I moved on to another book (sweet mother of science, there really is a trail of literary bodies in my wake!), and the rejections had changed again. These rejections made things sound fixable.
I’d abandoned projects before because I wasn’t sure what would make them better. I’d tried everything I knew how to do, and still they were flawed, somehow stuck in that place that lacked high concept AND compelling writing. Then my rejections moved to “I like this but…” That was a major breakthrough. I took the manuscript out and edited, revised, edited some more (you’ve heard how my process lacks those qualities of efficiency, yeah, this was like that).
That is to say, it took rejections—lots and lots of rejections—to put myself into a position to look at my manuscript with a more honed and professional eye. Sure, it still wasn’t the MS creating fans like the twihards, but all things in time (no, I'm not dreaming of that kind of fame, that's crazy with a capital K). And with each rejection, I gained something. Dare I say, I grew from them?
At that moment, I realized, I’d became a better writer because someone said no to me.
When I was working on that first project, I cried a lot. I felt like I’d read a lot of really bad books that had been published. I felt like mine was “good enough.” I constantly said “If only someone would take a chance on my book and read it, they’d fall in love.” Or “My book is better than that published book by five-books-a-year Bestselling author.”All signs of beginner's angst.
But when no one said yes, I had to take a serious look at why. It wasn’t because I had enemies in the business. It wasn’t because people were judging me on my looks (at first I was very careful to not have pictures of me on the internet because of my work). So if they didn’t know me, and they weren’t just saying no cause I was, you know, fat (my default reason for most rejection in my life up untill that point) then why were they saying no?
Oh, right. They were saying no because the writing wasn’t that good.
So I dug deep, figured out some things and soldiered on.
Later when the rejections kept coming, I looked for other things in my craft: awkward writing, better word choice, the eradication of Just, Little, Pretty, and That. And each No drove me forward like my fencing coach yelling “Another!”. (Now I imagine him throwing a coffee cup to the ground a la Thor, but we never fenced on Thor’s days).
I’m not going to lie, rejection hurts, and even when it’s making you better, it still feels like you’re asymptotically* approaching your dreams. Even though it hurts, and even though it sucks to see a big field of no (especially when all around, you see the sea of yeses from people landing agents and book deals—or bypassing the whole system for selfpub and or kickstarter) rejections are a healthy part of the system.

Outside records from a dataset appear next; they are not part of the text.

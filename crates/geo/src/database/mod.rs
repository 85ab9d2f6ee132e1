//! Database trait and MaxMind DB adapters.
//!
//! Each adapter wraps a [`maxminddb::Reader`] that is opened once, read-only,
//! and queried by parsed address. "Address not in the database" is an
//! expected outcome (`Ok(None)`), never an error.

mod asn;
mod city;
mod ipinfo;
mod layered;
#[cfg(any(test, feature = "mock"))]
mod mock;

pub use self::asn::AsnDatabase;
pub use self::city::CityDatabase;
pub use self::ipinfo::IpinfoLiteDatabase;
pub use self::layered::LayeredDatabase;
#[cfg(any(test, feature = "mock"))]
pub use self::mock::MockDatabase;
use crate::GeoRecord;
use crate::error::{ErrorKind, Result};
use exn::ResultExt;
use maxminddb::{MaxMindDBError, Reader};
use serde::Deserialize;
use std::net::IpAddr;
use std::path::Path;

/// A read-only IP → metadata database.
///
/// Implementations must be referentially transparent for the duration of a
/// run: the same address always yields the same answer. [`Resolver`] relies
/// on this to cache both hits and misses.
///
/// [`Resolver`]: crate::Resolver
pub trait GeoDatabase: Send + Sync {
    /// Short description for logging (database type and build).
    fn describe(&self) -> String;

    /// Look up one address. `Ok(None)` means the address is not covered.
    fn lookup(&self, address: IpAddr) -> Result<Option<GeoRecord>>;
}

impl<D: GeoDatabase + ?Sized> GeoDatabase for Box<D> {
    fn describe(&self) -> String {
        (**self).describe()
    }

    fn lookup(&self, address: IpAddr) -> Result<Option<GeoRecord>> {
        (**self).lookup(address)
    }
}

/// Which database product backs location lookups.
///
/// This decides which [`LocationInfo`](crate::LocationInfo) slots can ever be
/// populated: GeoLite2-City fills all five, IPinfo Lite only country and
/// continent (plus the AS name).
#[derive(Clone, Copy, Debug, PartialEq, Eq, Deserialize)]
#[serde(rename_all = "kebab-case")]
pub enum DatabaseKind {
    #[serde(rename = "geolite2-city")]
    GeoLite2City,
    IpinfoLite,
}

impl DatabaseKind {
    /// Open the database at `path`, optionally layering a GeoLite2-ASN file on
    /// top for AS names.
    ///
    /// # Errors
    /// [`ErrorKind::DatabaseOpen`] if either file is missing or unreadable.
    pub fn open(&self, path: &Path, asn_path: Option<&Path>) -> Result<Box<dyn GeoDatabase>> {
        let primary: Box<dyn GeoDatabase> = match self {
            DatabaseKind::GeoLite2City => Box::new(CityDatabase::open(path)?),
            DatabaseKind::IpinfoLite => Box::new(IpinfoLiteDatabase::open(path)?),
        };
        Ok(match asn_path {
            Some(asn_path) => Box::new(LayeredDatabase::new(primary, AsnDatabase::open(asn_path)?)),
            None => primary,
        })
    }
}

/// Read a MaxMind DB file fully into memory.
pub(crate) fn open_reader(path: &Path) -> Result<Reader<Vec<u8>>> {
    let reader = Reader::open_readfile(path).or_raise(|| ErrorKind::DatabaseOpen(path.to_path_buf()))?;
    tracing::info!(
        path = %path.display(),
        database_type = %reader.metadata.database_type,
        build_epoch = reader.metadata.build_epoch,
        "opened database",
    );
    Ok(reader)
}

pub(crate) fn describe_reader(reader: &Reader<Vec<u8>>) -> String {
    format!("{} (build {})", reader.metadata.database_type, reader.metadata.build_epoch)
}

/// Decode the record for `address`, folding "not found" into `Ok(None)`.
pub(crate) fn lookup_record<'de, T: Deserialize<'de>>(
    reader: &'de Reader<Vec<u8>>,
    address: IpAddr,
) -> Result<Option<T>> {
    match reader.lookup::<T>(address) {
        Ok(record) => Ok(Some(record)),
        Err(MaxMindDBError::AddressNotFoundError(_)) => Ok(None),
        Err(err) => Err(err).or_raise(|| ErrorKind::Lookup(address)),
    }
}
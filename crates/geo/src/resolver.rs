use crate::{GeoDatabase, GeoRecord, LocationInfo};
use rustc_hash::FxHashMap;
use std::fmt::{Display, Formatter, Result as FmtResult};
use std::net::IpAddr;

/// Hit/miss counters for a memoization table.
#[derive(Clone, Copy, Debug, Default, PartialEq, Eq)]
pub struct CacheStats {
    pub hits: u64,
    pub misses: u64,
}

impl CacheStats {
    pub fn lookups(&self) -> u64 {
        self.hits + self.misses
    }

    /// Fraction of lookups answered from cache, `0.0` when nothing was looked up.
    pub fn hit_ratio(&self) -> f64 {
        match self.lookups() {
            0 => 0.0,
            n => self.hits as f64 / n as f64,
        }
    }
}

impl Display for CacheStats {
    fn fmt(&self, f: &mut Formatter<'_>) -> FmtResult {
        write!(f, "{} hits / {} misses ({:.1}%)", self.hits, self.misses, self.hit_ratio() * 100.0)
    }
}

/// Memoizing front for a [`GeoDatabase`].
///
/// Location and AS name come from the same query and share a single cache
/// keyed by the address string exactly as it appeared in the log, so the
/// second occurrence of an address costs neither a parse nor a query.
///
/// Every outcome is cached, including:
/// - addresses absent from the database ([`LocationInfo::NOT_FOUND`]),
/// - strings that are not IP addresses at all,
/// - lookups that failed inside the database (logged once, then null).
///
/// The cache never evicts. It lives exactly as long as the resolver, which
/// owns the database handle.
pub struct Resolver<D> {
    database: D,
    cache: FxHashMap<Box<str>, GeoRecord>,
    stats: CacheStats,
}

impl<D: GeoDatabase> Resolver<D> {
    pub fn new(database: D) -> Self {
        tracing::debug!(database = %database.describe(), "created resolver");
        Self {
            database,
            cache: FxHashMap::default(),
            stats: CacheStats::default(),
        }
    }

    /// Location and AS name for `ip`, querying the database at most once per
    /// distinct string.
    pub fn resolve_all(&mut self, ip: &str) -> &GeoRecord {
        // `get` followed by `insert` can't return the borrow from the first
        // branch, hence the double lookup on a hit.
        if self.cache.contains_key(ip) {
            self.stats.hits += 1;
            return &self.cache[ip];
        }
        self.stats.misses += 1;
        let record = self.query(ip);
        self.cache.entry(ip.into()).or_insert(record)
    }

    /// Location of `ip`; all-null when unknown or malformed.
    pub fn resolve(&mut self, ip: &str) -> LocationInfo {
        self.resolve_all(ip).location.clone()
    }

    /// Owning network's name for `ip`, if known.
    pub fn resolve_as(&mut self, ip: &str) -> Option<String> {
        self.resolve_all(ip).as_name.clone()
    }

    pub fn stats(&self) -> CacheStats {
        self.stats
    }

    /// Number of distinct addresses cached.
    pub fn len(&self) -> usize {
        self.cache.len()
    }

    pub fn is_empty(&self) -> bool {
        self.cache.is_empty()
    }

    pub fn database(&self) -> &D {
        &self.database
    }

    fn query(&self, ip: &str) -> GeoRecord {
        let Ok(address) = ip.parse::<IpAddr>() else {
            tracing::debug!(ip, "not an IP address; resolving to null");
            return GeoRecord::default();
        };
        match self.database.lookup(address) {
            Ok(Some(record)) => record,
            Ok(None) => GeoRecord::default(),
            Err(err) => {
                tracing::warn!(ip, error = %err, "database lookup failed; resolving to null");
                GeoRecord::default()
            },
        }
    }
}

A: if it were easy, everyone would do it.
B: If it were easy for you, you wouldn’t grow.
C: Okay, well, I don’t have a third piece of evidence because they hurt, and they suck, and I’ve cried over rejections, and not that pretty movie cry. Nope, that’s not my speed, deep ugly I can’t breathe crying, that's for me. But rejections change you. They mold you into the writer you will become. That’s usually better than the writer you are today. Go get some rejections! Wait, that didn't sound right. I suck at pep talks today.
And if this just makes you want to throw things at your computer, I get that feeling, too. Just remember that a shotgun to the screen, while beautiful to imagine, is actually quite messy (just imagine how I know that).
*An asymptote is a curve that approaches a particular line, but Never. Quite. Touches it. So yeah, sorry, math metaphors. It’s usually not contagious until I’m making vector jokes, but quite frankly, I'm all out of direction.